--- TASK INPUT Enclosed Below ---

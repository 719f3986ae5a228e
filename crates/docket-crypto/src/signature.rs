//! # Structured Signatures
//!
//! A [`SignedPayload`] is what an envelope stores in its `sigs` list: the
//! signed value itself, the key id and algorithm, and the Ed25519 signature
//! over the canonical form of `{alg, kid, payload}`. Binding the key id
//! into the signed bytes means a signature cannot be relabelled with a
//! different `kid`.

use docket_core::{CanonicalBytes, CryptoError, DocketError};
use serde::de::DeserializeOwned;
use serde::{Deserialize, Serialize};
use uuid::Uuid;

use crate::ed25519::{PrivateKey, PublicKey, Signature};

/// Algorithm label recorded on every signature.
pub const ALGORITHM: &str = "EdDSA";

/// A value signed by one key.
#[derive(Debug, Clone, PartialEq, Serialize, Deserialize)]
pub struct SignedPayload {
    /// Id of the signing key.
    pub kid: Uuid,
    /// Signature algorithm.
    pub alg: String,
    /// The signed value.
    pub payload: serde_json::Value,
    /// Signature over the canonical protected form.
    pub sig: Signature,
}

#[derive(Serialize)]
struct Protected<'a> {
    alg: &'a str,
    kid: Uuid,
    payload: &'a serde_json::Value,
}

impl SignedPayload {
    /// Sign `payload` with `key`.
    pub fn sign<T: Serialize>(key: &PrivateKey, payload: &T) -> Result<Self, DocketError> {
        let payload = serde_json::to_value(payload)
            .map_err(|e| DocketError::Signature(format!("payload: {e}")))?;
        let bytes = CanonicalBytes::new(&Protected {
            alg: ALGORITHM,
            kid: key.kid(),
            payload: &payload,
        })?;
        Ok(Self {
            kid: key.kid(),
            alg: ALGORITHM.to_string(),
            sig: key.sign(&bytes),
            payload,
        })
    }

    /// Verify against `key`.
    ///
    /// # Errors
    ///
    /// `VerificationFailed` when the key id differs or the signature does
    /// not match; `MalformedSignature` for an unknown algorithm.
    pub fn verify(&self, key: &PublicKey) -> Result<(), CryptoError> {
        if self.alg != ALGORITHM {
            return Err(CryptoError::MalformedSignature(format!(
                "unsupported algorithm '{}'",
                self.alg
            )));
        }
        if self.kid != key.kid() {
            return Err(CryptoError::VerificationFailed(
                "no key match found".to_string(),
            ));
        }
        let bytes = CanonicalBytes::new(&Protected {
            alg: &self.alg,
            kid: self.kid,
            payload: &self.payload,
        })
        .map_err(|e| CryptoError::MalformedSignature(e.to_string()))?;
        key.verify(&bytes, &self.sig)
    }

    /// Decode the signed value.
    pub fn payload<T: DeserializeOwned>(&self) -> Result<T, CryptoError> {
        serde_json::from_value(self.payload.clone())
            .map_err(|e| CryptoError::MalformedSignature(format!("payload: {e}")))
    }
}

--- End of Enclosed TASK INPUT ---

### [ACTIVITY]
Search the data above for the word "DeserializeOwned". Copy each line it is in.

### [SOLUTION TO THIS TASK]
use serde::de::DeserializeOwned;
    pub fn payload<T: DeserializeOwned>(&self) -> Result<T, CryptoError> {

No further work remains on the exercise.